◆ **Record extracts**:
============

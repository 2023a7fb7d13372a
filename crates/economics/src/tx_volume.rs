//! Rolling transaction-volume estimate.
//!
//! A persisted ring of per-block transaction counts with a running sum. The
//! per-day estimate is the mean block count scaled to `BLOCKS_PER_DAY`.

use crate::errors::{MonetaryError, Result};
use crate::keeper::KeeperTx;
use crate::records::TxVolumeMeta;
use crate::state::MonetaryState;
use tracing::{debug, info};
use trichain_types::BLOCKS_PER_DAY;

impl TxVolumeMeta {
    fn empty(capacity: u64) -> Self {
        Self {
            capacity,
            ..Self::default()
        }
    }

    /// Mean transactions per block scaled to one day; zero without samples.
    pub fn per_day_estimate(&self) -> u64 {
        if self.filled == 0 {
            return 0;
        }
        let estimate = self.sum.saturating_mul(BLOCKS_PER_DAY as u128) / self.filled as u128;
        u64::try_from(estimate).unwrap_or(u64::MAX)
    }
}

impl MonetaryState<'_> {
    pub fn tx_per_day_estimate(&self) -> Result<u64> {
        Ok(self
            .tx_volume_meta()?
            .map(|meta| meta.per_day_estimate())
            .unwrap_or(0))
    }
}

impl KeeperTx<'_> {
    /// Push the transaction count of block `height` into the ring.
    ///
    /// Heights at or below the last recorded one are ignored. A changed ring
    /// size restarts the window.
    pub fn record_block_txs(&mut self, height: u64, tx_count: u64) -> Result<TxVolumeMeta> {
        let capacity = self.config.tx_volume_window_blocks;
        if capacity == 0 {
            return Err(MonetaryError::validation(
                "tx_volume_window_blocks",
                "must be positive",
            ));
        }
        let mut meta = match self.state.tx_volume_meta()? {
            Some(meta) if meta.capacity == capacity => meta,
            Some(meta) => {
                info!(
                    target: "monetary",
                    from = meta.capacity,
                    to = capacity,
                    "tx volume window resized; restarting estimate"
                );
                TxVolumeMeta::empty(capacity)
            }
            None => TxVolumeMeta::empty(capacity),
        };
        if meta.filled > 0 && height <= meta.last_height {
            debug!(target: "monetary", height, last = meta.last_height, "block already recorded");
            return Ok(meta);
        }

        let slot = meta.cursor;
        if meta.filled == meta.capacity {
            let evicted = self.state.tx_volume_slot(slot)?;
            meta.sum = meta.sum.saturating_sub(evicted as u128);
        } else {
            meta.filled += 1;
        }
        meta.sum = meta.sum.saturating_add(tx_count as u128);
        self.state.put_tx_volume_slot(slot, tx_count)?;
        meta.cursor = (slot + 1) % meta.capacity;
        meta.last_height = height;
        self.state.put_tx_volume_meta(&meta)?;
        Ok(meta)
    }
}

============

◆ **Exercise requirements**: The complete data above is to be written out again as it stands.

◆ **Your solution**:
repository 2023a7fb7d13372a
filename crates/economics/src/tx_volume.rs
//! Rolling transaction-volume estimate.
//!
//! A persisted ring of per-block transaction counts with a running sum. The
//! per-day estimate is the mean block count scaled to `BLOCKS_PER_DAY`.

use crate::errors::{MonetaryError, Result};
use crate::keeper::KeeperTx;
use crate::records::TxVolumeMeta;
use crate::state::MonetaryState;
use tracing::{debug, info};
use trichain_types::BLOCKS_PER_DAY;

impl TxVolumeMeta {
    fn empty(capacity: u64) -> Self {
        Self {
            capacity,
            ..Self::default()
        }
    }

    /// Mean transactions per block scaled to one day; zero without samples.
    pub fn per_day_estimate(&self) -> u64 {
        if self.filled == 0 {
            return 0;
        }
        let estimate = self.sum.saturating_mul(BLOCKS_PER_DAY as u128) / self.filled as u128;
        u64::try_from(estimate).unwrap_or(u64::MAX)
    }
}

impl MonetaryState<'_> {
    pub fn tx_per_day_estimate(&self) -> Result<u64> {
        Ok(self
            .tx_volume_meta()?
            .map(|meta| meta.per_day_estimate())
            .unwrap_or(0))
    }
}

impl KeeperTx<'_> {
    /// Push the transaction count of block `height` into the ring.
    ///
    /// Heights at or below the last recorded one are ignored. A changed ring
    /// size restarts the window.
    pub fn record_block_txs(&mut self, height: u64, tx_count: u64) -> Result<TxVolumeMeta> {
        let capacity = self.config.tx_volume_window_blocks;
        if capacity == 0 {
            return Err(MonetaryError::validation(
                "tx_volume_window_blocks",
                "must be positive",
            ));
        }
        let mut meta = match self.state.tx_volume_meta()? {
            Some(meta) if meta.capacity == capacity => meta,
            Some(meta) => {
                info!(
                    target: "monetary",
                    from = meta.capacity,
                    to = capacity,
                    "tx volume window resized; restarting estimate"
                );
                TxVolumeMeta::empty(capacity)
            }
            None => TxVolumeMeta::empty(capacity),
        };
        if meta.filled > 0 && height <= meta.last_height {
            debug!(target: "monetary", height, last = meta.last_height, "block already recorded");
            return Ok(meta);
        }

        let slot = meta.cursor;
        if meta.filled == meta.capacity {
            let evicted = self.state.tx_volume_slot(slot)?;
            meta.sum = meta.sum.saturating_sub(evicted as u128);
        } else {
            meta.filled += 1;
        }
        meta.sum = meta.sum.saturating_add(tx_count as u128);
        self.state.put_tx_volume_slot(slot, tx_count)?;
        meta.cursor = (slot + 1) % meta.capacity;
        meta.last_height = height;
        self.state.put_tx_volume_meta(&meta)?;
        Ok(meta)
    }
}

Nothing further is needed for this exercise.